Download Issue #1 (Pdf, 8.3MB, 27Pages)

Book Reviews on Comicpants.com:

Some of the best stories, whether in comics, TV, film, books or some other medium, are damned hard to describe. American Virgin is like that. It’s the story of a teenage celebrity at the head of a national virginity movement and what happens when everything he’s believed in is thrown into chaos. But it’s about much more than an act of violence robbing Adam Chamberlain of his perceived destiny. Seagle’s story covers themes of faith, family, violence, cultural differences, anger, vengeance and of course sex. The artwork by Becky Cloonan (with inks by Jim Rugg on some issues) has a look that is both  energetic and gritty, capturing the youth of the protagonist alongside the very adult realities he finds himself in.

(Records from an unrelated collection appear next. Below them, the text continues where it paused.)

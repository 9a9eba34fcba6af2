//! Transport-neutral HTTP request shape handed to the gateway by the host.

use bytes::Bytes;
use serde::{Deserialize, Serialize};

/// HTTP method enumeration.
#[derive(Debug, Clone, Copy, Default, PartialEq, Eq, Hash, Serialize, Deserialize)]
#[serde(rename_all = "UPPERCASE")]
pub enum Method {
    #[default]
    Get,
    Post,
    Put,
    Delete,
    Patch,
    Head,
    Options,
}

impl Method {
    /// Parse a method name, case-insensitively ("get" in OpenAPI documents,
    /// "GET" in event definitions).
    pub fn parse(s: &str) -> Option<Method> {
        match s.to_ascii_uppercase().as_str() {
            "GET" => Some(Method::Get),
            "POST" => Some(Method::Post),
            "PUT" => Some(Method::Put),
            "DELETE" => Some(Method::Delete),
            "PATCH" => Some(Method::Patch),
            "HEAD" => Some(Method::Head),
            "OPTIONS" => Some(Method::Options),
            _ => None,
        }
    }

    /// Map a wire method. `None` for methods the routing layer does not
    /// serve; the dispatcher answers those with a not-found rather than
    /// guessing.
    pub fn from_http(method: &hyper::Method) -> Option<Method> {
        match *method {
            hyper::Method::GET => Some(Method::Get),
            hyper::Method::POST => Some(Method::Post),
            hyper::Method::PUT => Some(Method::Put),
            hyper::Method::DELETE => Some(Method::Delete),
            hyper::Method::PATCH => Some(Method::Patch),
            hyper::Method::HEAD => Some(Method::Head),
            hyper::Method::OPTIONS => Some(Method::Options),
            _ => None,
        }
    }

    pub fn as_str(&self) -> &'static str {
        match self {
            Method::Get => "GET",
            Method::Post => "POST",
            Method::Put => "PUT",
            Method::Delete => "DELETE",
            Method::Patch => "PATCH",
            Method::Head => "HEAD",
            Method::Options => "OPTIONS",
        }
    }
}

impl std::fmt::Display for Method {
    fn fmt(&self, f: &mut std::fmt::Formatter<'_>) -> std::fmt::Result {
        f.write_str(self.as_str())
    }
}

/// An inbound HTTP request, already parsed by the host layer.
///
/// Headers keep insertion order and repeated names; the query string is
/// carried raw so the event adapter can produce both the single-value and
/// multi-value parameter maps.
#[derive(Debug, Clone, Serialize, Deserialize)]
pub struct ApiRequest {
    pub method: Method,
    pub path: String,
    pub query: String,
    pub headers: Vec<(String, String)>,
    pub body: Bytes,
    pub source_ip: Option<String>,
}

impl ApiRequest {
    pub fn new(method: Method, path: impl Into<String>) -> Self {
        Self {
            method,
            path: path.into(),
            query: String::new(),
            headers: Vec::new(),
            body: Bytes::new(),
            source_ip: None,
        }
    }

    /// Set the raw query string (without the leading `?`).
    pub fn query(mut self, query: impl Into<String>) -> Self {
        self.query = query.into();
        self
    }

    /// Append a header; repeated names are kept.
    pub fn header(mut self, name: impl Into<String>, value: impl Into<String>) -> Self {
        self.headers.push((name.into(), value.into()));
        self
    }

    pub fn body(mut self, body: impl Into<Bytes>) -> Self {
        self.body = body.into();
        self
    }

    pub fn source_ip(mut self, ip: impl Into<String>) -> Self {
        self.source_ip = Some(ip.into());
        self
    }

    /// Last value of a header, matched case-insensitively.
    pub fn header_value(&self, name: &str) -> Option<&str> {
        self.headers
            .iter()
            .rev()
            .find(|(n, _)| n.eq_ignore_ascii_case(name))
            .map(|(_, v)| v.as_str())
    }

    pub fn content_type(&self) -> Option<&str> {
        self.header_value("content-type")
    }
}

impl Default for ApiRequest {
    fn default() -> Self {
        Self::new(Method::Get, "/")
    }
}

American Virgin is a comic that I enjoyed in single issues, but it reads even stronger in collected format. Where the issue-by-issue story left me breathless with cliffhangers, wondering where the story would go, when the first arc is viewed all together, the potential of the book comes even more into focus. Beyond what Cassie’s death does to Adam and the shockwaves that will ripple through the rest of the family, there’s the question of Cyndi’s past, not to mention the true story of Cassie’s life in Africa, hinted at in the final, frantic phone call she exchanges with Adam in the first issue. It’s clear in reading this story that this is about much more than the quest for vengeance which has driven the first eight issues of the book so far.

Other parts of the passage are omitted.